— Exercise —
Each line of the records below that holds "index" should be returned.

::: Material supplied :::

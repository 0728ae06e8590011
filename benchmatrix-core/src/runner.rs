//! Runs the benchmark suite for one variant and captures its output
//!
//! stdout and stderr are drained concurrently and appended to a single
//! capture in arrival order. Every chunk hits the scratch file as soon as it
//! is read, so a slow run that finished is never lost to a later crash.

use crate::capture::RawCapture;
use crate::config::{MatrixConfig, SuiteConfig};
use crate::error::{MatrixError, MatrixResult};
use crate::registry::Variant;
use std::path::Path;
use std::process::Stdio;
use std::time::Duration;
use tokio::fs::File;
use tokio::io::{AsyncRead, AsyncReadExt, AsyncWriteExt};
use tokio::process::Command;

const CHUNK_SIZE: usize = 8 * 1024;
const TAIL_LINES: usize = 20;

#[derive(Clone, Copy)]
enum Stream {
    Stdout,
    Stderr,
}

/// Launches the suite once per variant
#[derive(Debug, Clone)]
pub struct VariantRunner {
    suite: SuiteConfig,
    timeout: Duration,
}

impl VariantRunner {
    #[must_use]
    pub const fn new(suite: SuiteConfig, timeout: Duration) -> Self {
        Self { suite, timeout }
    }

    #[must_use]
    pub fn from_config(config: &MatrixConfig) -> Self {
        Self::new(config.suite.clone(), config.timeout())
    }

    /// Run the suite for `variant`, streaming its output into `capture_path`.
    ///
    /// The suite and everything it forked are killed if it outlives the
    /// timeout or if the returned future is dropped.
    pub async fn run(&self, variant: &Variant, capture_path: &Path) -> MatrixResult<RawCapture> {
        let args = self.suite.command_args(variant);
        tracing::info!(
            variant = %variant.name,
            program = %self.suite.program,
            args = ?args,
            "Running benchmark suite"
        );

        let mut command = Command::new(&self.suite.program);
        command
            .args(&args)
            .stdin(Stdio::null())
            .stdout(Stdio::piped())
            .stderr(Stdio::piped())
            .kill_on_drop(true);
        if let Some(dir) = &self.suite.working_dir {
            command.current_dir(dir);
        }
        // Own group, so helpers the suite forks can be killed with it
        #[cfg(unix)]
        command.process_group(0);

        let mut sink = File::create(capture_path)
            .await
            .map_err(|err| MatrixError::io(capture_path, err))?;
        let mut child = command.spawn().map_err(|source| MatrixError::Launch {
            variant: variant.name.clone(),
            source,
        })?;
        let mut group = GroupKill::new(&variant.name, child.id());
        let (Some(stdout), Some(stderr)) = (child.stdout.take(), child.stderr.take()) else {
            return Err(MatrixError::Launch {
                variant: variant.name.clone(),
                source: std::io::Error::other("child output was not piped"),
            });
        };

        let mut buffer = Vec::new();
        let finished = tokio::time::timeout(self.timeout, async {
            drain(stdout, stderr, &mut sink, &mut buffer).await?;
            child.wait().await
        })
        .await;

        let status = match finished {
            Ok(Ok(status)) => {
                group.disarm();
                status
            }
            Ok(Err(err)) => return Err(MatrixError::io(capture_path, err)),
            Err(_) => {
                group.kill();
                if let Err(err) = child.kill().await {
                    tracing::warn!(variant = %variant.name, error = %err, "Failed to kill timed out suite");
                }
                return Err(MatrixError::Timeout {
                    variant: variant.name.clone(),
                    timeout: self.timeout,
                });
            }
        };

        if !status.success() {
            return Err(MatrixError::RunFailed {
                variant: variant.name.clone(),
                status: status.to_string(),
                tail: tail(&buffer),
            });
        }

        tracing::debug!(variant = %variant.name, bytes = buffer.len(), "Suite finished");
        Ok(RawCapture::new(buffer))
    }
}

/// Copy both streams into `sink` and `buffer` until both reach end of file
async fn drain(
    mut stdout: impl AsyncRead + Unpin,
    mut stderr: impl AsyncRead + Unpin,
    sink: &mut File,
    buffer: &mut Vec<u8>,
) -> std::io::Result<()> {
    let mut out_chunk = vec![0_u8; CHUNK_SIZE];
    let mut err_chunk = vec![0_u8; CHUNK_SIZE];
    let mut out_open = true;
    let mut err_open = true;

    while out_open || err_open {
        let (stream, read) = tokio::select! {
            read = stdout.read(&mut out_chunk), if out_open => (Stream::Stdout, read?),
            read = stderr.read(&mut err_chunk), if err_open => (Stream::Stderr, read?),
        };
        let chunk = match (stream, read) {
            (Stream::Stdout, 0) => {
                out_open = false;
                continue;
            }
            (Stream::Stderr, 0) => {
                err_open = false;
                continue;
            }
            (Stream::Stdout, n) => &out_chunk[..n],
            (Stream::Stderr, n) => &err_chunk[..n],
        };
        sink.write_all(chunk).await?;
        buffer.extend_from_slice(chunk);
    }

    sink.flush().await?;
    sink.sync_all().await
}

/// Kills every process the suite started unless disarmed.
///
/// `kill_on_drop` only reaches the direct child, while suites like
/// `cargo bench` do their work in grandchildren.
struct GroupKill<'a> {
    variant: &'a str,
    pid: Option<u32>,
}

impl<'a> GroupKill<'a> {
    const fn new(variant: &'a str, pid: Option<u32>) -> Self {
        Self { variant, pid }
    }

    const fn disarm(&mut self) {
        self.pid = None;
    }

    fn kill(&mut self) {
        let Some(pid) = self.pid.take() else {
            return;
        };
        tracing::debug!(variant = %self.variant, pid, "Killing suite process group");

        #[cfg(unix)]
        let result = std::process::Command::new("kill")
            .args(["-KILL", "--", &format!("-{pid}")])
            .stdout(Stdio::null())
            .stderr(Stdio::null())
            .status();
        #[cfg(windows)]
        let result = std::process::Command::new("taskkill")
            .args(["/T", "/F", "/PID", &pid.to_string()])
            .stdout(Stdio::null())
            .stderr(Stdio::null())
            .status();
        #[cfg(not(any(unix, windows)))]
        let result: std::io::Result<std::process::ExitStatus> =
            Err(std::io::Error::other("process groups are not supported"));

        if let Err(err) = result {
            tracing::warn!(variant = %self.variant, pid, error = %err, "Failed to kill suite process group");
        }
    }
}

impl Drop for GroupKill<'_> {
    fn drop(&mut self) {
        self.kill();
    }
}

fn tail(output: &[u8]) -> String {
    let text = String::from_utf8_lossy(output);
    let lines: Vec<&str> = text.lines().collect();
    lines[lines.len().saturating_sub(TAIL_LINES)..].join("\n")
}
//! Output formatting utilities for CLI

pub mod progress;

pub use progress::{ProgressObserver, spinner};

use anyhow::Result;
use benchmatrix_core::report::{self, table::TableBuilder};
use benchmatrix_core::{EnvironmentSnapshot, MatrixConfig, MatrixOutcome, Variant};
use std::io::{IsTerminal, Write};

/// Print the report followed by the files that were written
pub fn print_outcome(outcome: &MatrixOutcome) -> Result<()> {
    let stdout = std::io::stdout();
    let color = stdout.is_terminal();
    let mut out = stdout.lock();

    report::write_report(&mut out, &outcome.report, color)?;
    writeln!(out)?;
    writeln!(out, "Report: {}", outcome.report_path.display())?;
    if let Some(graph) = &outcome.graph_path {
        writeln!(out, "Graph:  {}", graph.display())?;
    }
    if let Some(json) = &outcome.json_path {
        writeln!(out, "JSON:   {}", json.display())?;
    }
    Ok(())
}

/// Print the resolved variant sequence with the suite command for each
pub fn print_variants(config: &MatrixConfig, os: &str, variants: &[Variant]) -> Result<()> {
    let stdout = std::io::stdout();
    let mut out = stdout.lock();

    writeln!(out, "Variants for OS '{os}':")?;
    let mut table = TableBuilder::new(vec!["variant".to_string(), "command".to_string()])
        .with_color(std::io::stdout().is_terminal());
    for variant in variants {
        let mut command = vec![config.suite.program.clone()];
        command.extend(config.suite.command_args(variant));
        let name = if variant.is_baseline() {
            format!("{} (baseline)", variant.name)
        } else {
            variant.name.clone()
        };
        table.add_row(vec![name, command.join(" ")]);
    }
    table.render(&mut out)?;
    Ok(())
}

pub fn print_environment(snapshot: &EnvironmentSnapshot) -> Result<()> {
    let mut out = std::io::stdout().lock();
    writeln!(out, "{snapshot}")?;
    writeln!(out, "Slug: {}", snapshot.slug())?;
    Ok(())
}
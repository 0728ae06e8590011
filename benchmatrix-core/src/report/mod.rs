//! Report rendering: text table, JSON and SVG, plus atomic file output

pub mod svg;
pub mod table;

use crate::compare::ComparisonReport;
use crate::error::{MatrixError, MatrixResult};
use crate::stats::Verdict;
use serde::Serialize;
use std::io::Write;
use std::path::{Path, PathBuf};
use table::TableBuilder;

const TABLE_HEADERS: [&str; 6] = ["case", "variant", "baseline", "estimate", "change", "verdict"];
const NOT_MEASURED_CELL: &str = "-";

/// Render the report as it is written to `<suite>.result.txt`
pub fn render_text(report: &ComparisonReport) -> std::io::Result<String> {
    render(report, false)
}

/// Render the report; `color` only affects table headers
pub fn render(report: &ComparisonReport, color: bool) -> std::io::Result<String> {
    let mut out = Vec::new();
    write_report(&mut out, report, color)?;
    String::from_utf8(out).map_err(std::io::Error::other)
}

/// Write the report straight into `out`
pub fn write_report<W: Write>(out: &mut W, report: &ComparisonReport, color: bool) -> std::io::Result<()> {
    writeln!(out, "Benchmark matrix report: {}", report.suite)?;
    writeln!(out, "{}", report.environment)?;
    writeln!(
        out,
        "Estimator: {} | Threshold: {:.1}% | Dispersion check: {}",
        report.policy.estimator,
        report.policy.threshold * 100.0,
        if report.policy.dispersion_check { "on" } else { "off" }
    )?;
    writeln!(out)?;

    let mut rows = TableBuilder::new(TABLE_HEADERS.iter().map(ToString::to_string).collect())
        .with_color(color);
    for row in &report.rows {
        rows.add_row(vec![
            row.case.clone(),
            row.variant.clone(),
            format_time(row.baseline_estimate_ns),
            row.variant_estimate_ns
                .map_or_else(|| NOT_MEASURED_CELL.to_string(), format_time),
            row.relative_change
                .map_or_else(|| NOT_MEASURED_CELL.to_string(), format_change),
            row.verdict.label().to_string(),
        ]);
    }
    rows.render(out)?;

    writeln!(out)?;
    writeln!(
        out,
        "Summary: time to do 1s of baseline work per case, over {} case(s) measured by every variant",
        report.common_cases
    )?;
    let mut summary = TableBuilder::new(vec![
        "variant".to_string(),
        "total".to_string(),
        "vs baseline".to_string(),
        "improved".to_string(),
        "regressed".to_string(),
        "not measured".to_string(),
    ])
    .with_color(color);
    for (index, entry) in report.summaries.iter().enumerate() {
        let rows_for = |verdict: Verdict| {
            report
                .rows
                .iter()
                .filter(|row| row.variant == entry.variant && row.verdict == verdict)
                .count()
                .to_string()
        };
        summary.add_row(vec![
            entry.variant.clone(),
            format!("{:.1} s", entry.normalized_total),
            if index == 0 {
                "baseline".to_string()
            } else {
                format_change(entry.relative_to_baseline)
            },
            rows_for(Verdict::Improved),
            rows_for(Verdict::Regressed),
            rows_for(Verdict::NotMeasured),
        ]);
    }
    summary.render(out)
}

/// One comparison row read back from a rendered report
#[derive(Debug, Clone, PartialEq)]
pub struct ParsedRow {
    pub case: String,
    pub variant: String,
    /// Percentage points, one decimal; `None` when not measured
    pub change_percent: Option<f64>,
    pub verdict: Verdict,
}

/// Read the comparison table back out of a rendered report
pub fn parse_table(text: &str) -> MatrixResult<Vec<ParsedRow>> {
    let (headers, rows) = table::parse_first_table(text)
        .ok_or_else(|| MatrixError::CaptureParse("report contains no table".to_string()))?;
    if headers != TABLE_HEADERS {
        return Err(MatrixError::CaptureParse(format!(
            "unexpected report columns: {}",
            headers.join(", ")
        )));
    }

    rows.into_iter()
        .map(|cells| {
            let [case, variant, _, _, change, verdict] =
                <[String; 6]>::try_from(cells).map_err(|cells| {
                    MatrixError::CaptureParse(format!("malformed report row: {cells:?}"))
                })?;
            let change_percent = if change == NOT_MEASURED_CELL {
                None
            } else {
                Some(
                    change
                        .trim_end_matches('%')
                        .parse::<f64>()
                        .map_err(|err| MatrixError::CaptureParse(format!("bad change '{change}': {err}")))?,
                )
            };
            Ok(ParsedRow {
                case,
                variant,
                change_percent,
                verdict: verdict.parse().map_err(MatrixError::CaptureParse)?,
            })
        })
        .collect()
}

#[derive(Serialize)]
struct JsonReport<'a> {
    generated_at: chrono::DateTime<chrono::Utc>,
    #[serde(flatten)]
    report: &'a ComparisonReport,
}

/// Pretty JSON of the full report, stamped with the generation time
pub fn render_json(report: &ComparisonReport) -> MatrixResult<String> {
    Ok(serde_json::to_string_pretty(&JsonReport {
        generated_at: chrono::Utc::now(),
        report,
    })?)
}

/// Human-readable duration with a fixed two decimals
#[must_use]
pub fn format_time(ns: f64) -> String {
    if ns >= 1_000_000_000.0 {
        format!("{:.2} s", ns / 1_000_000_000.0)
    } else if ns >= 1_000_000.0 {
        format!("{:.2} ms", ns / 1_000_000.0)
    } else if ns >= 1_000.0 {
        format!("{:.2} µs", ns / 1_000.0)
    } else {
        format!("{ns:.2} ns")
    }
}

fn format_change(ratio: f64) -> String {
    format!("{:+.1}%", ratio * 100.0)
}

/// Writes report files so that a reader never sees a partial one
#[derive(Debug, Clone)]
pub struct ReportWriter {
    dir: PathBuf,
}

impl ReportWriter {
    #[must_use]
    pub fn new(dir: impl Into<PathBuf>) -> Self {
        Self { dir: dir.into() }
    }

    /// Remove `destination`, then write `contents` via a temporary file and rename
    pub fn write(&self, destination: &Path, contents: &str) -> MatrixResult<()> {
        remove_if_exists(destination)?;
        std::fs::create_dir_all(&self.dir).map_err(|err| MatrixError::io(&self.dir, err))?;

        let mut temp = tempfile::Builder::new()
            .prefix(".report-")
            .tempfile_in(&self.dir)
            .map_err(|err| MatrixError::io(&self.dir, err))?;
        temp.write_all(contents.as_bytes())
            .and_then(|()| temp.as_file().sync_all())
            .map_err(|err| MatrixError::io(temp.path(), err))?;
        temp.persist(destination)
            .map_err(|err| MatrixError::io(destination, err.error))?;

        tracing::info!(path = %destination.display(), bytes = contents.len(), "Report written");
        Ok(())
    }
}

pub(crate) fn remove_if_exists(path: &Path) -> MatrixResult<()> {
    match std::fs::remove_file(path) {
        Ok(()) => {
            tracing::debug!(path = %path.display(), "Removed previous file");
            Ok(())
        }
        Err(err) if err.kind() == std::io::ErrorKind::NotFound => Ok(()),
        Err(err) => Err(MatrixError::io(path, err)),
    }
}
//! benchmatrix - run a benchmark suite per variant and compare against the baseline

use benchmatrix_cli::cli::{Cli, execute};
use benchmatrix_core::MatrixError;
use clap::Parser;
use std::process::ExitCode;
use tracing_subscriber::EnvFilter;

/// Conventional exit status after SIGINT
const EXIT_INTERRUPTED: u8 = 130;

#[tokio::main]
async fn main() -> ExitCode {
    let cli = Cli::parse();

    // RUST_LOG wins; --log-level is the fallback directive
    let filter = EnvFilter::try_from_default_env()
        .or_else(|_| EnvFilter::try_new(&cli.log_level))
        .unwrap_or_else(|_| EnvFilter::new("info"));
    tracing_subscriber::fmt()
        .with_env_filter(filter)
        .with_writer(std::io::stderr)
        .with_target(false)
        .init();

    match execute(cli).await {
        Ok(()) => ExitCode::SUCCESS,
        Err(err) => {
            let interrupted = err
                .downcast_ref::<MatrixError>()
                .is_some_and(MatrixError::is_cancelled);
            eprintln!("Error: {err:#}");
            if interrupted {
                ExitCode::from(EXIT_INTERRUPTED)
            } else {
                ExitCode::FAILURE
            }
        }
    }
}
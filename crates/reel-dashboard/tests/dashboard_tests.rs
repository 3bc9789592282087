//! Dashboard session tests against a mocked Firestore REST API.

use std::time::Duration;

use serde_json::json;
use wiremock::matchers::{body_partial_json, method, path, path_regex};
use wiremock::{Mock, MockServer, ResponseTemplate};

use reel_dashboard::{
    load_catalog, ActiveJobsBadge, DashboardSession, DashboardState, DeleteOutcome,
    DELETE_FAILED, LOAD_FAILED, PUBLISH_FAILED,
};
use reel_firestore::{FirestoreClient, FirestoreConfig, MovieRepository, TokenSource};
use reel_models::{CoarseStatus, JobId, Stage};

const RUN_QUERY: &str = "/v1/projects/test-project/databases/(default)/documents:runQuery";
const POLL: Duration = Duration::from_millis(20);

fn name(id: &str) -> String {
    format!("projects/test-project/databases/(default)/documents/movies/{}", id)
}

fn repo(server: &MockServer) -> MovieRepository {
    let config = FirestoreConfig {
        endpoint: format!("{}/v1", server.uri()),
        ..FirestoreConfig::new("test-project")
    };
    MovieRepository::new(FirestoreClient::new(config, TokenSource::Static("t".into())).unwrap())
}

fn owner_snapshot() -> serde_json::Value {
    json!([
        {"document": {"name": name("running"), "fields": {
            "userId": {"stringValue": "u1"},
            "status": {"stringValue": "processing"},
            "progress": {"mapValue": {"fields": {
                "story": {"stringValue": "completed"},
                "images": {"stringValue": "processing"},
                "video": {"stringValue": "pending"}
            }}}
        }}},
        {"document": {"name": name("done"), "fields": {
            "userId": {"stringValue": "u1"},
            "status": {"stringValue": "completed"},
            "isPublished": {"booleanValue": false},
            "story": {"mapValue": {"fields": {"movie_info": {"mapValue": {"fields": {
                "title": {"stringValue": "Neon Rain"}
            }}}}}}
        }}}
    ])
}

async fn mount_snapshot(server: &MockServer) {
    Mock::given(method("POST"))
        .and(path(RUN_QUERY))
        .respond_with(ResponseTemplate::new(200).set_body_json(owner_snapshot()))
        .mount(server)
        .await;
}

#[tokio::test]
async fn test_session_projects_first_snapshot() {
    let server = MockServer::start().await;
    mount_snapshot(&server).await;

    let mut session = DashboardSession::open(repo(&server), "u1", POLL);
    assert_eq!(session.state(), DashboardState::Loading);

    let DashboardState::Ready(cards) = session.next().await.unwrap() else {
        panic!("expected cards");
    };
    assert_eq!(cards.len(), 2);

    let running = &cards[0];
    assert_eq!(running.view.active_stage, Some(Stage::Images));
    assert_eq!(running.view.status, CoarseStatus::Processing);
    assert_eq!(running.view.progress_percent, 50);
    assert!(running.hype_message.is_some());
    assert!(!running.show_actions);

    let done = &cards[1];
    assert_eq!(done.title, "Neon Rain");
    assert_eq!(done.view.progress_percent, 100);
    assert!(done.show_actions);
    assert!(!done.show_stage_bar);
    assert_eq!(done.publish_label, "Publish");
    assert_eq!(done.published_label, "Unpublished");

    session.close().await;
}

#[tokio::test]
async fn test_toggle_publish_updates_local_snapshot() {
    let server = MockServer::start().await;
    mount_snapshot(&server).await;
    Mock::given(method("PATCH"))
        .and(path_regex(r"/documents/movies/done$"))
        .respond_with(ResponseTemplate::new(200).set_body_json(json!({"name": name("done")})))
        .expect(1)
        .mount(&server)
        .await;

    let mut session = DashboardSession::open(repo(&server), "u1", POLL);
    session.next().await.unwrap();

    session
        .toggle_publish(&JobId::from("done"), false)
        .await
        .unwrap();

    let published = session
        .jobs()
        .unwrap()
        .iter()
        .find(|j| j.id.as_str() == "done")
        .map(|j| j.is_published);
    assert_eq!(published, Some(true));

    session.close().await;
}

#[tokio::test]
async fn test_toggle_publish_failure_is_reported() {
    let server = MockServer::start().await;
    mount_snapshot(&server).await;
    Mock::given(method("PATCH"))
        .respond_with(ResponseTemplate::new(403))
        .mount(&server)
        .await;

    let mut session = DashboardSession::open(repo(&server), "u1", POLL);
    session.next().await.unwrap();

    let err = session
        .toggle_publish(&JobId::from("done"), false)
        .await
        .unwrap_err();
    assert_eq!(err.user_message(), PUBLISH_FAILED);

    let unchanged = session
        .jobs()
        .unwrap()
        .iter()
        .find(|j| j.id.as_str() == "done")
        .map(|j| j.is_published);
    assert_eq!(unchanged, Some(false));
    session.close().await;
}

fn owner_filter(user_id: &str) -> serde_json::Value {
    json!({"structuredQuery": {"where": {"fieldFilter": {
        "field": {"fieldPath": "userId"},
        "op": "EQUAL",
        "value": {"stringValue": user_id}
    }}}})
}

#[tokio::test]
async fn test_switch_user_resubscribes_for_new_owner() {
    let server = MockServer::start().await;
    Mock::given(method("POST"))
        .and(path(RUN_QUERY))
        .and(body_partial_json(owner_filter("u1")))
        .respond_with(ResponseTemplate::new(200).set_body_json(owner_snapshot()))
        .mount(&server)
        .await;
    Mock::given(method("POST"))
        .and(path(RUN_QUERY))
        .and(body_partial_json(owner_filter("u2")))
        .respond_with(ResponseTemplate::new(200).set_body_json(json!([
            {"document": {"name": name("other"), "fields": {
                "userId": {"stringValue": "u2"},
                "status": {"stringValue": "queued"}
            }}}
        ])))
        .mount(&server)
        .await;

    let mut session = DashboardSession::open(repo(&server), "u1", POLL);
    let DashboardState::Ready(first) = session.next().await.unwrap() else {
        panic!("expected cards");
    };
    assert_eq!(first.len(), 2);

    session.switch_user("u2").await;
    assert_eq!(session.user_id(), "u2");
    assert_eq!(session.state(), DashboardState::Loading);

    let DashboardState::Ready(cards) = session.next().await.unwrap() else {
        panic!("expected cards");
    };
    let ids: Vec<_> = cards.iter().map(|c| c.job_id.as_str()).collect();
    assert_eq!(ids, vec!["other"]);
    assert!(session.jobs().unwrap().iter().all(|j| j.owner == "u2"));

    session.close().await;
}

#[tokio::test]
async fn test_delete_declined_sends_nothing() {
    let server = MockServer::start().await;
    mount_snapshot(&server).await;
    Mock::given(method("DELETE"))
        .respond_with(ResponseTemplate::new(200))
        .expect(0)
        .mount(&server)
        .await;

    let mut session = DashboardSession::open(repo(&server), "u1", POLL);
    let decline = |_: &str| false;

    let outcome = session.delete(&JobId::from("done"), &decline).await;
    assert_eq!(outcome, DeleteOutcome::Cancelled);
    session.close().await;
}

#[tokio::test]
async fn test_delete_confirmed_and_failed() {
    let server = MockServer::start().await;
    mount_snapshot(&server).await;
    Mock::given(method("DELETE"))
        .and(path_regex(r"/documents/movies/done$"))
        .respond_with(ResponseTemplate::new(200).set_body_json(json!({})))
        .mount(&server)
        .await;
    Mock::given(method("DELETE"))
        .and(path_regex(r"/documents/movies/locked$"))
        .respond_with(ResponseTemplate::new(403))
        .mount(&server)
        .await;

    let mut session = DashboardSession::open(repo(&server), "u1", POLL);
    session.next().await.unwrap();
    let accept = |_: &str| true;

    assert_eq!(
        session.delete(&JobId::from("done"), &accept).await,
        DeleteOutcome::Deleted
    );
    assert_eq!(session.jobs().unwrap().len(), 1);

    assert_eq!(
        session.delete(&JobId::from("locked"), &accept).await,
        DeleteOutcome::Failed(DELETE_FAILED.to_string())
    );
    session.close().await;
}

#[tokio::test]
async fn test_read_failure_keeps_loading() {
    let server = MockServer::start().await;
    Mock::given(method("POST"))
        .respond_with(ResponseTemplate::new(503))
        .mount(&server)
        .await;

    let mut session = DashboardSession::open(repo(&server), "u1", POLL);
    let waited = tokio::time::timeout(Duration::from_millis(100), session.next()).await;
    assert!(waited.is_err());
    assert_eq!(session.state(), DashboardState::Loading);
    session.close().await;
}

#[tokio::test]
async fn test_badge_counts_active_jobs() {
    let server = MockServer::start().await;
    mount_snapshot(&server).await;

    let mut badge = ActiveJobsBadge::open(&repo(&server), "u1", POLL);
    assert_eq!(badge.label(), None);
    assert_eq!(badge.next().await, Some(1));
    assert_eq!(badge.label().as_deref(), Some("1"));
    badge.close().await;
}

#[tokio::test]
async fn test_catalog_groups_published_movies() {
    let server = MockServer::start().await;
    Mock::given(method("POST"))
        .and(path(RUN_QUERY))
        .respond_with(ResponseTemplate::new(200).set_body_json(json!([
            {"document": {"name": name("a"), "fields": {
                "genre": {"stringValue": "noir"},
                "featured": {"booleanValue": true}
            }}},
            {"document": {"name": name("b"), "fields": {}}}
        ])))
        .mount(&server)
        .await;

    let catalog = load_catalog(&repo(&server)).await.unwrap();
    let ids: Vec<_> = catalog.categories.iter().map(|c| c.id.as_str()).collect();
    assert_eq!(ids, vec!["noir", "other"]);
    assert_eq!(
        catalog.featured.map(|j| j.id.as_str().to_string()).as_deref(),
        Some("a")
    );
}

#[tokio::test]
async fn test_catalog_read_failure_message() {
    let server = MockServer::start().await;
    Mock::given(method("POST"))
        .respond_with(ResponseTemplate::new(503))
        .mount(&server)
        .await;

    let err = load_catalog(&repo(&server)).await.unwrap_err();
    assert_eq!(err.user_message(), LOAD_FAILED);
}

:::

— Solution for this problem —
    for (index, entry) in report.summaries.iter().enumerate() {
            if index == 0 {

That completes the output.